What needs to be done:
The entries below are to be copied exactly, with nothing left out.

Input data:

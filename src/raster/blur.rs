use crate::foundation::error::{BackdropError, BackdropResult};
use crate::raster::FrameRGBA;

/// Kernel half-width used for a Gaussian of standard deviation `sigma`.
pub fn radius_for_sigma(sigma: f64) -> u32 {
    if !sigma.is_finite() || sigma <= 0.0 {
        return 0;
    }
    (sigma * 3.0).ceil() as u32
}

/// Gaussian blur of a premultiplied frame with standard deviation `sigma` pixels.
///
/// A zero sigma returns the frame unchanged. Edges clamp.
pub fn gaussian_blur(frame: &FrameRGBA, sigma: f64) -> BackdropResult<FrameRGBA> {
    let radius = radius_for_sigma(sigma);
    let data = blur_rgba8_premul(&frame.data, frame.width, frame.height, radius, sigma)?;
    Ok(FrameRGBA { data, ..frame.clone() })
}

pub fn blur_rgba8_premul(
    src: &[u8],
    width: u32,
    height: u32,
    radius: u32,
    sigma: f64,
) -> BackdropResult<Vec<u8>> {
    let expected_len = (width as usize)
        .checked_mul(height as usize)
        .and_then(|v| v.checked_mul(4))
        .ok_or_else(|| BackdropError::render("blur buffer size overflow"))?;
    if src.len() != expected_len {
        return Err(BackdropError::render(format!(
            "blur expects {expected_len} bytes for {width}x{height}, got {}",
            src.len()
        )));
    }
    if radius == 0 || expected_len == 0 {
        return Ok(src.to_vec());
    }

    let kernel = gaussian_kernel_q16(radius, sigma)?;
    let mut tmp = vec![0u8; expected_len];
    let mut out = vec![0u8; expected_len];

    blur_pass(src, &mut tmp, width, height, &kernel, Axis::Horizontal);
    blur_pass(&tmp, &mut out, width, height, &kernel, Axis::Vertical);
    Ok(out)
}

/// Normalized kernel weights in Q16, summing to exactly `1 << 16`.
fn gaussian_kernel_q16(radius: u32, sigma: f64) -> BackdropResult<Vec<u32>> {
    if !sigma.is_finite() || sigma <= 0.0 {
        return Err(BackdropError::render("blur sigma must be > 0"));
    }

    let r = radius as i32;
    let denom = 2.0 * sigma * sigma;
    let weights_f: Vec<f64> = (-r..=r)
        .map(|i| {
            let x = f64::from(i);
            (-x * x / denom).exp()
        })
        .collect();
    let sum: f64 = weights_f.iter().sum();
    if sum <= 0.0 {
        return Err(BackdropError::render("gaussian kernel sum is zero"));
    }

    let mut weights: Vec<u32> = weights_f
        .iter()
        .map(|wf| ((wf / sum) * 65536.0).round().clamp(0.0, 65536.0) as u32)
        .collect();
    let acc: i64 = weights.iter().map(|&w| i64::from(w)).sum();
    let delta = 65536 - acc;
    if delta != 0 {
        let mid = weights.len() / 2;
        weights[mid] = (i64::from(weights[mid]) + delta).clamp(0, 65536) as u32;
    }

    Ok(weights)
}

#[derive(Clone, Copy)]
enum Axis {
    Horizontal,
    Vertical,
}

fn blur_pass(src: &[u8], dst: &mut [u8], width: u32, height: u32, k: &[u32], axis: Axis) {
    let radius = (k.len() / 2) as i32;
    let (w, h) = (width as i32, height as i32);
    for y in 0..h {
        for x in 0..w {
            let mut acc = [0u64; 4];
            for (ki, &kw) in k.iter().enumerate() {
                let d = ki as i32 - radius;
                let (sx, sy) = match axis {
                    Axis::Horizontal => ((x + d).clamp(0, w - 1), y),
                    Axis::Vertical => (x, (y + d).clamp(0, h - 1)),
                };
                let idx = ((sy * w + sx) as usize) * 4;
                for (c, a) in acc.iter_mut().enumerate() {
                    *a += u64::from(kw) * u64::from(src[idx + c]);
                }
            }
            let out_idx = ((y * w + x) as usize) * 4;
            for (c, a) in acc.iter().enumerate() {
                dst[out_idx + c] = q16_to_u8(*a);
            }
        }
    }
}

fn q16_to_u8(acc: u64) -> u8 {
    ((acc + 32768) >> 16).min(255) as u8
}

#[cfg(test)]
mod tests {
    use super::*;

    #[test]
    fn zero_sigma_is_identity() {
        let frame = FrameRGBA {
            width: 1,
            height: 2,
            data: vec![1, 2, 3, 4, 5, 6, 7, 8],
            premultiplied: true,
        };
        assert_eq!(gaussian_blur(&frame, 0.0).unwrap(), frame);
        assert_eq!(radius_for_sigma(10.0), 30);
    }

    #[test]
    fn flat_color_survives_blur() {
        let (w, h) = (6u32, 4u32);
        let src = [10u8, 20, 30, 40].repeat((w * h) as usize);
        let out = blur_rgba8_premul(&src, w, h, 3, 1.5).unwrap();
        assert_eq!(out, src);
    }

    #[test]
    fn single_pixel_spreads_and_keeps_energy() {
        let (w, h) = (7u32, 7u32);
        let mut src = vec![0u8; (w * h * 4) as usize];
        let center = ((3 * w + 3) * 4) as usize;
        src[center..center + 4].copy_from_slice(&[255, 255, 255, 255]);

        let out = blur_rgba8_premul(&src, w, h, 3, 1.0).unwrap();
        let lit = out.chunks_exact(4).filter(|px| px[3] != 0).count();
        assert!(lit > 1);
        let sum_a: i64 = out.chunks_exact(4).map(|px| i64::from(px[3])).sum();
        assert!((sum_a - 255).abs() <= 6, "{sum_a}");
    }

    #[test]
    fn rejects_mismatched_buffer() {
        assert!(blur_rgba8_premul(&[0; 8], 3, 3, 1, 1.0).is_err());
    }
}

Exercise answer:
filename src/raster/blur.rs
use crate::foundation::error::{BackdropError, BackdropResult};
use crate::raster::FrameRGBA;

/// Kernel half-width used for a Gaussian of standard deviation `sigma`.
pub fn radius_for_sigma(sigma: f64) -> u32 {
    if !sigma.is_finite() || sigma <= 0.0 {
        return 0;
    }
    (sigma * 3.0).ceil() as u32
}

/// Gaussian blur of a premultiplied frame with standard deviation `sigma` pixels.
///
/// A zero sigma returns the frame unchanged. Edges clamp.
pub fn gaussian_blur(frame: &FrameRGBA, sigma: f64) -> BackdropResult<FrameRGBA> {
    let radius = radius_for_sigma(sigma);
    let data = blur_rgba8_premul(&frame.data, frame.width, frame.height, radius, sigma)?;
    Ok(FrameRGBA { data, ..frame.clone() })
}

pub fn blur_rgba8_premul(
    src: &[u8],
    width: u32,
    height: u32,
    radius: u32,
    sigma: f64,
) -> BackdropResult<Vec<u8>> {
    let expected_len = (width as usize)
        .checked_mul(height as usize)
        .and_then(|v| v.checked_mul(4))
        .ok_or_else(|| BackdropError::render("blur buffer size overflow"))?;
    if src.len() != expected_len {
        return Err(BackdropError::render(format!(
            "blur expects {expected_len} bytes for {width}x{height}, got {}",
            src.len()
        )));
    }
    if radius == 0 || expected_len == 0 {
        return Ok(src.to_vec());
    }

    let kernel = gaussian_kernel_q16(radius, sigma)?;
    let mut tmp = vec![0u8; expected_len];
    let mut out = vec![0u8; expected_len];

    blur_pass(src, &mut tmp, width, height, &kernel, Axis::Horizontal);
    blur_pass(&tmp, &mut out, width, height, &kernel, Axis::Vertical);
    Ok(out)
}

/// Normalized kernel weights in Q16, summing to exactly `1 << 16`.
fn gaussian_kernel_q16(radius: u32, sigma: f64) -> BackdropResult<Vec<u32>> {
    if !sigma.is_finite() || sigma <= 0.0 {
        return Err(BackdropError::render("blur sigma must be > 0"));
    }

    let r = radius as i32;
    let denom = 2.0 * sigma * sigma;
    let weights_f: Vec<f64> = (-r..=r)
        .map(|i| {
            let x = f64::from(i);
            (-x * x / denom).exp()
        })
        .collect();
    let sum: f64 = weights_f.iter().sum();
    if sum <= 0.0 {
        return Err(BackdropError::render("gaussian kernel sum is zero"));
    }

    let mut weights: Vec<u32> = weights_f
        .iter()
        .map(|wf| ((wf / sum) * 65536.0).round().clamp(0.0, 65536.0) as u32)
        .collect();
    let acc: i64 = weights.iter().map(|&w| i64::from(w)).sum();
    let delta = 65536 - acc;
    if delta != 0 {
        let mid = weights.len() / 2;
        weights[mid] = (i64::from(weights[mid]) + delta).clamp(0, 65536) as u32;
    }

    Ok(weights)
}

#[derive(Clone, Copy)]
enum Axis {
    Horizontal,
    Vertical,
}

fn blur_pass(src: &[u8], dst: &mut [u8], width: u32, height: u32, k: &[u32], axis: Axis) {
    let radius = (k.len() / 2) as i32;
    let (w, h) = (width as i32, height as i32);
    for y in 0..h {
        for x in 0..w {
            let mut acc = [0u64; 4];
            for (ki, &kw) in k.iter().enumerate() {
                let d = ki as i32 - radius;
                let (sx, sy) = match axis {
                    Axis::Horizontal => ((x + d).clamp(0, w - 1), y),
                    Axis::Vertical => (x, (y + d).clamp(0, h - 1)),
                };
                let idx = ((sy * w + sx) as usize) * 4;
                for (c, a) in acc.iter_mut().enumerate() {
                    *a += u64::from(kw) * u64::from(src[idx + c]);
                }
            }
            let out_idx = ((y * w + x) as usize) * 4;
            for (c, a) in acc.iter().enumerate() {
                dst[out_idx + c] = q16_to_u8(*a);
            }
        }
    }
}

fn q16_to_u8(acc: u64) -> u8 {
    ((acc + 32768) >> 16).min(255) as u8
}

#[cfg(test)]
mod tests {
    use super::*;

    #[test]
    fn zero_sigma_is_identity() {
        let frame = FrameRGBA {
            width: 1,
            height: 2,
            data: vec![1, 2, 3, 4, 5, 6, 7, 8],
            premultiplied: true,
        };
        assert_eq!(gaussian_blur(&frame, 0.0).unwrap(), frame);
        assert_eq!(radius_for_sigma(10.0), 30);
    }

    #[test]
    fn flat_color_survives_blur() {
        let (w, h) = (6u32, 4u32);
        let src = [10u8, 20, 30, 40].repeat((w * h) as usize);
        let out = blur_rgba8_premul(&src, w, h, 3, 1.5).unwrap();
        assert_eq!(out, src);
    }

    #[test]
    fn single_pixel_spreads_and_keeps_energy() {
        let (w, h) = (7u32, 7u32);
        let mut src = vec![0u8; (w * h * 4) as usize];
        let center = ((3 * w + 3) * 4) as usize;
        src[center..center + 4].copy_from_slice(&[255, 255, 255, 255]);

        let out = blur_rgba8_premul(&src, w, h, 3, 1.0).unwrap();
        let lit = out.chunks_exact(4).filter(|px| px[3] != 0).count();
        assert!(lit > 1);
        let sum_a: i64 = out.chunks_exact(4).map(|px| i64::from(px[3])).sum();
        assert!((sum_a - 255).abs() <= 6, "{sum_a}");
    }

    #[test]
    fn rejects_mismatched_buffer() {
        assert!(blur_rgba8_premul(&[0; 8], 3, 3, 1, 1.0).is_err());
    }
}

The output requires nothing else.